Wednesday, 29 April. Alphabet reported $109.9 billion in revenue, up 22% year-over-year. Google Cloud grew 63%. The company raised its full-year 2026 capital expenditure guidance to $180–190 billion, with a signal that 2027 capex would “significantly increase.” Later that evening, Meta reported revenue up 33% but guided to capital expenditure of $125–145 billion for 2026 — up from the prior range of $115–135 billion. The stock fell 7% after hours on concerns about return on investment timelines. The market, apparently, can simultaneously believe that AI infrastructure is the most important investment cycle of the decade and that this particular company is spending too much on it. The Federal Reserve also held interest rates steady at its April meeting — an 8–4 vote, the most internal dissent recorded since 1992. Three members opposed any signal of future cuts; one member called for an immediate reduction. It was the most divided Federal Open Market Committee in a generation, and the bond market barely registered it, because the earnings tape was louder.

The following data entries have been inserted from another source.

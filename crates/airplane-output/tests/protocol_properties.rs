//! Property-based tests for address encoding and chunk framing using proptest.
//!
//! Tests invariants:
//! 1. Identifier keys use dot notation, everything else is bracketed
//! 2. A bracketed key reads back to the original key
//! 3. Chunk bodies concatenate to the original line

// Integration tests have relaxed clippy settings for test ergonomics.
#![allow(
    clippy::unwrap_used,
    clippy::expect_used,
    clippy::panic,
    clippy::doc_markdown
)]

use airplane_output::{encode_path, frame_line, PathSegment};
use proptest::prelude::*;

fn fast_config() -> ProptestConfig {
    ProptestConfig {
        cases: 64,
        max_shrink_iters: 256,
        ..ProptestConfig::default()
    }
}

/// Keys that must be bracketed: at least one character outside [A-Za-z0-9_].
fn bracketed_key_strategy() -> impl Strategy<Value = String> {
    prop_oneof![
        Just(String::new()),
        r#"[a-z]{0,4}[\[\]"\\. \n-][a-z\[\]"\\]{0,6}"#,
        "\\PC{0,3}[é✈ü]\\PC{0,3}",
    ]
}

proptest! {
    #![proptest_config(fast_config())]

    #[test]
    fn identifier_key_encodes_as_itself(key in "[A-Za-z0-9_]{1,24}") {
        let address = encode_path(&[PathSegment::from(key.as_str())]);
        prop_assert_eq!(address.as_str(), key.as_str());
    }

    #[test]
    fn identifier_after_first_segment_gets_a_dot(
        first in "[A-Za-z0-9_]{1,8}",
        second in "[A-Za-z0-9_]{1,8}",
    ) {
        let address = encode_path(&[PathSegment::from(first.as_str()), PathSegment::from(second.as_str())]);
        prop_assert_eq!(address.into_inner(), format!("{first}.{second}"));
    }

    #[test]
    fn bracketed_key_reads_back(key in bracketed_key_strategy()) {
        let address = encode_path(&[PathSegment::from(key.as_str())]);
        let inner = address
            .as_str()
            .strip_prefix('[')
            .and_then(|s| s.strip_suffix(']'))
            .expect("bracketed");
        let decoded: String = serde_json::from_str(inner).unwrap();
        prop_assert_eq!(decoded, key);
    }

    #[test]
    fn index_encodes_in_decimal(index in any::<i64>()) {
        let address = encode_path(&[PathSegment::from(index)]);
        prop_assert_eq!(address.into_inner(), format!("[{index}]"));
    }

    #[test]
    fn chunk_bodies_rebuild_line(line in "\\PC{0,200}", chunk_size in 1usize..64) {
        let frames = frame_line(&line, chunk_size);

        match frames.key() {
            None => {
                prop_assert!(line.len() <= chunk_size);
                prop_assert_eq!(frames.lines()[0].clone(), format!("{line}\n").into_bytes());
            }
            Some(key) => {
                prop_assert!(line.len() > chunk_size);
                let prefix = format!("airplane_chunk:{key} ").into_bytes();
                let end = format!("airplane_chunk_end:{key}\n").into_bytes();
                let lines = frames.lines();
                prop_assert_eq!(lines.last().unwrap(), &end);
                prop_assert_eq!(lines.len() - 1, line.len().div_ceil(chunk_size));

                let mut rebuilt = Vec::new();
                for frame in &lines[..lines.len() - 1] {
                    prop_assert!(frame.starts_with(&prefix));
                    prop_assert_eq!(frame.last(), Some(&b'\n'));
                    let body = &frame[prefix.len()..frame.len() - 1];
                    prop_assert!(body.len() <= chunk_size);
                    rebuilt.extend_from_slice(body);
                }
                prop_assert_eq!(rebuilt, line.into_bytes());
            }
        }
    }
}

Thursday, 30 April. The Justice Department dropped its criminal probe of Kevin Warsh. Senator Tillis immediately withdrew his hold on the confirmation. The Senate Banking Committee voted 13–11 to advance Warsh to the full Senate — the first fully partisan Federal Reserve chair vote in committee history. The Taylor Rule regime is no longer a probability. It is a schedule. PCE Core for March 2026 came in at 3.2% year-over-year, the highest reading since November 2023, with energy goods up 11.6% as Iran war costs pass through directly into consumer prices. Jerome Powell confirmed he would remain on the Federal Reserve Board after stepping down as chair.
Friday, 1 May. Labour Day closures across Europe and Asia muted trading. The UAE’s departure from OPEC+ became effective. Markets closed the week with the S&P 500 at 7,230, WTI at $105, and the 10-year yield at 4.39%. The week that was meant to clarify three things clarified all three. The clarity, as it turned out, pointed in three different directions.
The appropriate portfolio posture for the Year of the Repricing is not directional exposure to any single asset class — it is positioning for the spread between them. Long energy infrastructure (TLN, BE) and short long-duration Treasuries is one expression of this. Long copper (supply structural, not cyclical) against a hedge on energy (UAE OPEC+ exit as the offsetting force) is another. The key error to avoid is treating the AI capex confirmation as a broad equity green light when the Warsh regime change simultaneously removes the forward guidance safety net that justified expensive multiples.
When Microsoft says that Azure’s growth is constrained by supply rather than demand, it is making a statement about the industrial economy as much as the technology economy. Data centres require land, power, cooling infrastructure, specialised transformers, and fibre. The lead time on a new hyperscale facility is eighteen to thirty-six months. The lead time on a new solid-oxide fuel cell deployment, per Bloom Energy’s Q1 results, is three to nine months. That gap — between the speed of demand and the speed of grid-connected supply — is where the behind-the-meter power thesis lives.
Torsten Sløk published a chart on 22 April showing that high-AI-adoption sectors are pulling ahead in new firm creation at a rate not seen since the early internet era. This is not a productivity story yet — it is a business formation story. The AI revolution is showing up at the foundational layer of the economy before it shows up in GDP statistics. By the time the statistics catch up, the early positions will already be crowded.
The enterprise question that matters most right now is not “what can AI do?” It is “which AI tasks are already being done that nobody has admitted to yet?” The answer, from every earnings call this week, is: more than the market was pricing six months ago, and less than the capital expenditure guidance suggests will be true in twenty-four months.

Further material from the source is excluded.